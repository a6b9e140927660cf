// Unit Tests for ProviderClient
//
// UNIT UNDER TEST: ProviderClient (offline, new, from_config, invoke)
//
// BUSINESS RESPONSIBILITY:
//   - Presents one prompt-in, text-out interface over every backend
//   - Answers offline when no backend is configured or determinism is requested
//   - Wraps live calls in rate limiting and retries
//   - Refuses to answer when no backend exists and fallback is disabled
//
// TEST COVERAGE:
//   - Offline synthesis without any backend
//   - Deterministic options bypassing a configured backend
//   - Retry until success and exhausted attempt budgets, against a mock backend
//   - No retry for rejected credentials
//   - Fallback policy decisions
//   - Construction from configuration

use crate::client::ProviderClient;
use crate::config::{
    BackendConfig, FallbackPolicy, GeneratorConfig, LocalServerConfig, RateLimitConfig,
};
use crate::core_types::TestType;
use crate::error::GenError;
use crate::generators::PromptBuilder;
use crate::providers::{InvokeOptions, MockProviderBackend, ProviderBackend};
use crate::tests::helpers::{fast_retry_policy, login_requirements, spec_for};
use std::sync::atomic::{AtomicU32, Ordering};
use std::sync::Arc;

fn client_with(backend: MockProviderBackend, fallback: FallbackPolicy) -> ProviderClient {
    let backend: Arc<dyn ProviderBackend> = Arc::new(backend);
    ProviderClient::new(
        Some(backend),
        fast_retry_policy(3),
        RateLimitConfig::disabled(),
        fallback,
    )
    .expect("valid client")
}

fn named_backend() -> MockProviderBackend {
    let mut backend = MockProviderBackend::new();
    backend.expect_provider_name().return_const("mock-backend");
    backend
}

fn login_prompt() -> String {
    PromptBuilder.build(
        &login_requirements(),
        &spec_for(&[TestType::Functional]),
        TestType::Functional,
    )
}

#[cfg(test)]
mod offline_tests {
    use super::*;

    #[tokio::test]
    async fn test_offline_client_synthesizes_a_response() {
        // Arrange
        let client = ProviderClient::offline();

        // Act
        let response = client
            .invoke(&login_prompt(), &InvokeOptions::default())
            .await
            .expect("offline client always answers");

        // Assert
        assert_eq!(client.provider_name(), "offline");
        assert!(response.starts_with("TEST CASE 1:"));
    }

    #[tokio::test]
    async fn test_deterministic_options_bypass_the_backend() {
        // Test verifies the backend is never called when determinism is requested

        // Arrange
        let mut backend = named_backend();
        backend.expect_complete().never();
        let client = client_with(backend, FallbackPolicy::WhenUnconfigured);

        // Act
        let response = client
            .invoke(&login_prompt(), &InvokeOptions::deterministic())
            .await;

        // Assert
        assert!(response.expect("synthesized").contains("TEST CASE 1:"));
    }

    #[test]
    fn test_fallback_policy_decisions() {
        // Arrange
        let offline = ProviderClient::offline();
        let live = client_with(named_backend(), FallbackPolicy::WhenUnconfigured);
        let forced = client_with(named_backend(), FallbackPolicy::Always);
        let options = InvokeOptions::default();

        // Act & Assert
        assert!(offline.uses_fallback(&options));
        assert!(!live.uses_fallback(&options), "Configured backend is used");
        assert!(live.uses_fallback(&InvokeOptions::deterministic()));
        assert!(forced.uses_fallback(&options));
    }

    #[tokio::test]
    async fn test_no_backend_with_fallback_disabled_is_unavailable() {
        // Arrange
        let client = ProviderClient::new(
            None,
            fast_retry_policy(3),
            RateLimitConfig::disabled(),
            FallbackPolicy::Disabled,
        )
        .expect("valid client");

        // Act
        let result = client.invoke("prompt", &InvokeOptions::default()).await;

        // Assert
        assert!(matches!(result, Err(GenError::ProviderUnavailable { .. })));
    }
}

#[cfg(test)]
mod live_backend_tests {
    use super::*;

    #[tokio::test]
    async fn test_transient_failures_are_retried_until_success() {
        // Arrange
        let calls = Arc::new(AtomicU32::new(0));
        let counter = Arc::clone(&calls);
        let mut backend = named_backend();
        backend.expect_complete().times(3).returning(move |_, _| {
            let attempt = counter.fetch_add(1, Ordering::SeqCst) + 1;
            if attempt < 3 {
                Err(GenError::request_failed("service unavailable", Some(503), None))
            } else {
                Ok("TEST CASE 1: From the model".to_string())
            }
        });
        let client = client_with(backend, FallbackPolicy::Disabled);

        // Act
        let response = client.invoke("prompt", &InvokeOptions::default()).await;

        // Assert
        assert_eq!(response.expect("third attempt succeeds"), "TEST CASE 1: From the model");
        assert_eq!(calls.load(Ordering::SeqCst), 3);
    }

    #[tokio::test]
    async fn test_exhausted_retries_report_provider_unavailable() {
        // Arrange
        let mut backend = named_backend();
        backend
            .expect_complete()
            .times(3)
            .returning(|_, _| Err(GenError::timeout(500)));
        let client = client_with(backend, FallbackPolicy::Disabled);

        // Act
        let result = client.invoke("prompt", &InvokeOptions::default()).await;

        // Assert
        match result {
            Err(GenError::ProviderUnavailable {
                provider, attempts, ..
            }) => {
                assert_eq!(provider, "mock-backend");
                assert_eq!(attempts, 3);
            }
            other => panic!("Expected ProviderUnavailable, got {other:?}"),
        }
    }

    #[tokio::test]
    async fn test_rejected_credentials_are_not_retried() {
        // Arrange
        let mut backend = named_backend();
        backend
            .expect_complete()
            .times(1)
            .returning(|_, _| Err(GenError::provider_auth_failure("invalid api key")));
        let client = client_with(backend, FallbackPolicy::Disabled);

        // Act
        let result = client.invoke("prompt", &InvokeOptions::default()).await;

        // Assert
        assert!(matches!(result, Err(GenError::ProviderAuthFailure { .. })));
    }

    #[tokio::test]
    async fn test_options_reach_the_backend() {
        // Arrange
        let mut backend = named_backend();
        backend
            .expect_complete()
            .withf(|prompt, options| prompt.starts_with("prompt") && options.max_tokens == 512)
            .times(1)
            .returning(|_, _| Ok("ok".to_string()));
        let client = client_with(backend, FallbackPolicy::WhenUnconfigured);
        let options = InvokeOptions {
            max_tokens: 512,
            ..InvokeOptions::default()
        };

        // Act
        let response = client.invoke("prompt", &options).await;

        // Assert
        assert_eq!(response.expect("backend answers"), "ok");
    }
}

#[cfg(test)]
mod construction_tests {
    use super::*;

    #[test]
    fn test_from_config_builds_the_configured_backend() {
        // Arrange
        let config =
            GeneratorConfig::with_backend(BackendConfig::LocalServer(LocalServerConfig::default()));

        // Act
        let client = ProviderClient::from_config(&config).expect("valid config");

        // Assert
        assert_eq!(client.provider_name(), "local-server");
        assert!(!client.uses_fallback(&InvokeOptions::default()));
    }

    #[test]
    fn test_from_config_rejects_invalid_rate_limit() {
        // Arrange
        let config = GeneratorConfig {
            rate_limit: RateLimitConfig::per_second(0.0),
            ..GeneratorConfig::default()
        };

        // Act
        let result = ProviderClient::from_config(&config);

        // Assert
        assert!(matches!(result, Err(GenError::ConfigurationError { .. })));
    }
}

______

## About this exercise
Using the material above, restate each entry exactly as it stands.

## Response to the task
repository a6b9e140927660cf
// Unit Tests for ProviderClient
//
// UNIT UNDER TEST: ProviderClient (offline, new, from_config, invoke)
//
// BUSINESS RESPONSIBILITY:
//   - Presents one prompt-in, text-out interface over every backend
//   - Answers offline when no backend is configured or determinism is requested
//   - Wraps live calls in rate limiting and retries
//   - Refuses to answer when no backend exists and fallback is disabled
//
// TEST COVERAGE:
//   - Offline synthesis without any backend
//   - Deterministic options bypassing a configured backend
//   - Retry until success and exhausted attempt budgets, against a mock backend
//   - No retry for rejected credentials
//   - Fallback policy decisions
//   - Construction from configuration

use crate::client::ProviderClient;
use crate::config::{
    BackendConfig, FallbackPolicy, GeneratorConfig, LocalServerConfig, RateLimitConfig,
};
use crate::core_types::TestType;
use crate::error::GenError;
use crate::generators::PromptBuilder;
use crate::providers::{InvokeOptions, MockProviderBackend, ProviderBackend};
use crate::tests::helpers::{fast_retry_policy, login_requirements, spec_for};
use std::sync::atomic::{AtomicU32, Ordering};
use std::sync::Arc;

fn client_with(backend: MockProviderBackend, fallback: FallbackPolicy) -> ProviderClient {
    let backend: Arc<dyn ProviderBackend> = Arc::new(backend);
    ProviderClient::new(
        Some(backend),
        fast_retry_policy(3),
        RateLimitConfig::disabled(),
        fallback,
    )
    .expect("valid client")
}

fn named_backend() -> MockProviderBackend {
    let mut backend = MockProviderBackend::new();
    backend.expect_provider_name().return_const("mock-backend");
    backend
}

fn login_prompt() -> String {
    PromptBuilder.build(
        &login_requirements(),
        &spec_for(&[TestType::Functional]),
        TestType::Functional,
    )
}

#[cfg(test)]
mod offline_tests {
    use super::*;

    #[tokio::test]
    async fn test_offline_client_synthesizes_a_response() {
        // Arrange
        let client = ProviderClient::offline();

        // Act
        let response = client
            .invoke(&login_prompt(), &InvokeOptions::default())
            .await
            .expect("offline client always answers");

        // Assert
        assert_eq!(client.provider_name(), "offline");
        assert!(response.starts_with("TEST CASE 1:"));
    }

    #[tokio::test]
    async fn test_deterministic_options_bypass_the_backend() {
        // Test verifies the backend is never called when determinism is requested

        // Arrange
        let mut backend = named_backend();
        backend.expect_complete().never();
        let client = client_with(backend, FallbackPolicy::WhenUnconfigured);

        // Act
        let response = client
            .invoke(&login_prompt(), &InvokeOptions::deterministic())
            .await;

        // Assert
        assert!(response.expect("synthesized").contains("TEST CASE 1:"));
    }

    #[test]
    fn test_fallback_policy_decisions() {
        // Arrange
        let offline = ProviderClient::offline();
        let live = client_with(named_backend(), FallbackPolicy::WhenUnconfigured);
        let forced = client_with(named_backend(), FallbackPolicy::Always);
        let options = InvokeOptions::default();

        // Act & Assert
        assert!(offline.uses_fallback(&options));
        assert!(!live.uses_fallback(&options), "Configured backend is used");
        assert!(live.uses_fallback(&InvokeOptions::deterministic()));
        assert!(forced.uses_fallback(&options));
    }

    #[tokio::test]
    async fn test_no_backend_with_fallback_disabled_is_unavailable() {
        // Arrange
        let client = ProviderClient::new(
            None,
            fast_retry_policy(3),
            RateLimitConfig::disabled(),
            FallbackPolicy::Disabled,
        )
        .expect("valid client");

        // Act
        let result = client.invoke("prompt", &InvokeOptions::default()).await;

        // Assert
        assert!(matches!(result, Err(GenError::ProviderUnavailable { .. })));
    }
}

#[cfg(test)]
mod live_backend_tests {
    use super::*;

    #[tokio::test]
    async fn test_transient_failures_are_retried_until_success() {
        // Arrange
        let calls = Arc::new(AtomicU32::new(0));
        let counter = Arc::clone(&calls);
        let mut backend = named_backend();
        backend.expect_complete().times(3).returning(move |_, _| {
            let attempt = counter.fetch_add(1, Ordering::SeqCst) + 1;
            if attempt < 3 {
                Err(GenError::request_failed("service unavailable", Some(503), None))
            } else {
                Ok("TEST CASE 1: From the model".to_string())
            }
        });
        let client = client_with(backend, FallbackPolicy::Disabled);

        // Act
        let response = client.invoke("prompt", &InvokeOptions::default()).await;

        // Assert
        assert_eq!(response.expect("third attempt succeeds"), "TEST CASE 1: From the model");
        assert_eq!(calls.load(Ordering::SeqCst), 3);
    }

    #[tokio::test]
    async fn test_exhausted_retries_report_provider_unavailable() {
        // Arrange
        let mut backend = named_backend();
        backend
            .expect_complete()
            .times(3)
            .returning(|_, _| Err(GenError::timeout(500)));
        let client = client_with(backend, FallbackPolicy::Disabled);

        // Act
        let result = client.invoke("prompt", &InvokeOptions::default()).await;

        // Assert
        match result {
            Err(GenError::ProviderUnavailable {
                provider, attempts, ..
            }) => {
                assert_eq!(provider, "mock-backend");
                assert_eq!(attempts, 3);
            }
            other => panic!("Expected ProviderUnavailable, got {other:?}"),
        }
    }

    #[tokio::test]
    async fn test_rejected_credentials_are_not_retried() {
        // Arrange
        let mut backend = named_backend();
        backend
            .expect_complete()
            .times(1)
            .returning(|_, _| Err(GenError::provider_auth_failure("invalid api key")));
        let client = client_with(backend, FallbackPolicy::Disabled);

        // Act
        let result = client.invoke("prompt", &InvokeOptions::default()).await;

        // Assert
        assert!(matches!(result, Err(GenError::ProviderAuthFailure { .. })));
    }

    #[tokio::test]
    async fn test_options_reach_the_backend() {
        // Arrange
        let mut backend = named_backend();
        backend
            .expect_complete()
            .withf(|prompt, options| prompt.starts_with("prompt") && options.max_tokens == 512)
            .times(1)
            .returning(|_, _| Ok("ok".to_string()));
        let client = client_with(backend, FallbackPolicy::WhenUnconfigured);
        let options = InvokeOptions {
            max_tokens: 512,
            ..InvokeOptions::default()
        };

        // Act
        let response = client.invoke("prompt", &options).await;

        // Assert
        assert_eq!(response.expect("backend answers"), "ok");
    }
}

#[cfg(test)]
mod construction_tests {
    use super::*;

    #[test]
    fn test_from_config_builds_the_configured_backend() {
        // Arrange
        let config =
            GeneratorConfig::with_backend(BackendConfig::LocalServer(LocalServerConfig::default()));

        // Act
        let client = ProviderClient::from_config(&config).expect("valid config");

        // Assert
        assert_eq!(client.provider_name(), "local-server");
        assert!(!client.uses_fallback(&InvokeOptions::default()));
    }

    #[test]
    fn test_from_config_rejects_invalid_rate_limit() {
        // Arrange
        let config = GeneratorConfig {
            rate_limit: RateLimitConfig::per_second(0.0),
            ..GeneratorConfig::default()
        };

        // Act
        let result = ProviderClient::from_config(&config);

        // Assert
        assert!(matches!(result, Err(GenError::ConfigurationError { .. })));
    }
}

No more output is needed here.